▶ _ASSIGNMENT_
The records come next. Copy all of them exactly.

▶ _RECORDS FOR THE TASK_
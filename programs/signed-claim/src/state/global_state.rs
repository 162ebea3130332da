use anchor_lang::prelude::*;

use crate::utils::rollover;

#[account]
#[derive(Default)]
pub struct GlobalState {
    /// Bump seed for PDA derivation
    pub bump: u8,

    /// Bump seed of the vault PDA
    pub vault_bump: u8,

    /// Claims are rejected while set
    pub pause: bool,

    /// May update this config and drain the vault
    pub authority: Pubkey,

    /// Ed25519 key that must sign every claim message
    pub backend_authority: Pubkey,

    /// Lamport vault claims are paid from
    pub vault: Pubkey,

    /// Optional cap on lamports paid out per day across all users
    pub daily_limit: Option<u64>,

    /// Day index `today_total` refers to
    pub today: i64,

    /// Lamports paid out during `today`
    pub today_total: u64,

    /// Optional cap on claims per user per day
    pub claim_requests_limit: Option<u8>,
}

impl GlobalState {
    pub const LEN: usize = 8 + // discriminator
        1 + // bump
        1 + // vault_bump
        1 + // pause
        32 + // authority
        32 + // backend_authority
        32 + // vault
        1 + 8 + // Option<daily_limit>
        8 + // today
        8 + // today_total
        1 + 1; // Option<claim_requests_limit>

    pub fn new(
        bump: u8,
        vault_bump: u8,
        authority: Pubkey,
        backend_authority: Pubkey,
        vault: Pubkey,
    ) -> Self {
        Self {
            bump,
            vault_bump,
            pause: false,
            authority,
            backend_authority,
            vault,
            daily_limit: None,
            today: 0,
            today_total: 0,
            claim_requests_limit: None,
        }
    }

    /// `(today, today_total)` as seen from `today_idx`, stale totals zeroed.
    pub fn current_day_total(&self, today_idx: i64) -> (i64, u64) {
        rollover(today_idx, self.today, self.today_total)
    }

    /// Lamports still claimable today under `daily_limit`; `None` when uncapped.
    pub fn remaining_daily_allowance(&self, today_idx: i64) -> Option<u64> {
        let (_, today_total) = self.current_day_total(today_idx);
        self.daily_limit
            .map(|limit| limit.saturating_sub(today_total))
    }
}
use anchor_lang::prelude::*;

#[event]
pub struct GlobalInitialized {
    pub authority: Pubkey,
    pub backend_authority: Pubkey,
    pub vault: Pubkey,
    pub vault_reserve: u64,
    pub timestamp: i64,
}

#[event]
pub struct GlobalUpdated {
    pub authority: Pubkey,
    pub backend_authority: Pubkey,
    pub pause: bool,
    pub daily_limit: Option<u64>,
    pub claim_requests_limit: Option<u8>,
    pub timestamp: i64,
}

#[event]
pub struct Claimed {
    pub claimant: Pubkey,
    pub payout: u64,
    pub claimed_total: u64,
    pub today: i64,
    pub today_claim_count: u8,
    pub today_total: u64,
    pub timestamp: i64,
}

#[event]
pub struct EmergencyWithdrawn {
    pub authority: Pubkey,
    pub vault: Pubkey,
    pub amount: u64,
    pub vault_reserve: u64,
    pub timestamp: i64,
}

▶ _SOLVED EXERCISE_
filename programs/signed-claim/src/state/global_state.rs
repository 162ebea3130332da
use anchor_lang::prelude::*;

use crate::utils::rollover;

#[account]
#[derive(Default)]
pub struct GlobalState {
    /// Bump seed for PDA derivation
    pub bump: u8,

    /// Bump seed of the vault PDA
    pub vault_bump: u8,

    /// Claims are rejected while set
    pub pause: bool,

    /// May update this config and drain the vault
    pub authority: Pubkey,

    /// Ed25519 key that must sign every claim message
    pub backend_authority: Pubkey,

    /// Lamport vault claims are paid from
    pub vault: Pubkey,

    /// Optional cap on lamports paid out per day across all users
    pub daily_limit: Option<u64>,

    /// Day index `today_total` refers to
    pub today: i64,

    /// Lamports paid out during `today`
    pub today_total: u64,

    /// Optional cap on claims per user per day
    pub claim_requests_limit: Option<u8>,
}

impl GlobalState {
    pub const LEN: usize = 8 + // discriminator
        1 + // bump
        1 + // vault_bump
        1 + // pause
        32 + // authority
        32 + // backend_authority
        32 + // vault
        1 + 8 + // Option<daily_limit>
        8 + // today
        8 + // today_total
        1 + 1; // Option<claim_requests_limit>

    pub fn new(
        bump: u8,
        vault_bump: u8,
        authority: Pubkey,
        backend_authority: Pubkey,
        vault: Pubkey,
    ) -> Self {
        Self {
            bump,
            vault_bump,
            pause: false,
            authority,
            backend_authority,
            vault,
            daily_limit: None,
            today: 0,
            today_total: 0,
            claim_requests_limit: None,
        }
    }

    /// `(today, today_total)` as seen from `today_idx`, stale totals zeroed.
    pub fn current_day_total(&self, today_idx: i64) -> (i64, u64) {
        rollover(today_idx, self.today, self.today_total)
    }

    /// Lamports still claimable today under `daily_limit`; `None` when uncapped.
    pub fn remaining_daily_allowance(&self, today_idx: i64) -> Option<u64> {
        let (_, today_total) = self.current_day_total(today_idx);
        self.daily_limit
            .map(|limit| limit.saturating_sub(today_total))
    }
}
use anchor_lang::prelude::*;

#[event]
pub struct GlobalInitialized {
    pub authority: Pubkey,
    pub backend_authority: Pubkey,
    pub vault: Pubkey,
    pub vault_reserve: u64,
    pub timestamp: i64,
}

#[event]
pub struct GlobalUpdated {
    pub authority: Pubkey,
    pub backend_authority: Pubkey,
    pub pause: bool,
    pub daily_limit: Option<u64>,
    pub claim_requests_limit: Option<u8>,
    pub timestamp: i64,
}

#[event]
pub struct Claimed {
    pub claimant: Pubkey,
    pub payout: u64,
    pub claimed_total: u64,
    pub today: i64,
    pub today_claim_count: u8,
    pub today_total: u64,
    pub timestamp: i64,
}

#[event]
pub struct EmergencyWithdrawn {
    pub authority: Pubkey,
    pub vault: Pubkey,
    pub amount: u64,
    pub vault_reserve: u64,
    pub timestamp: i64,
}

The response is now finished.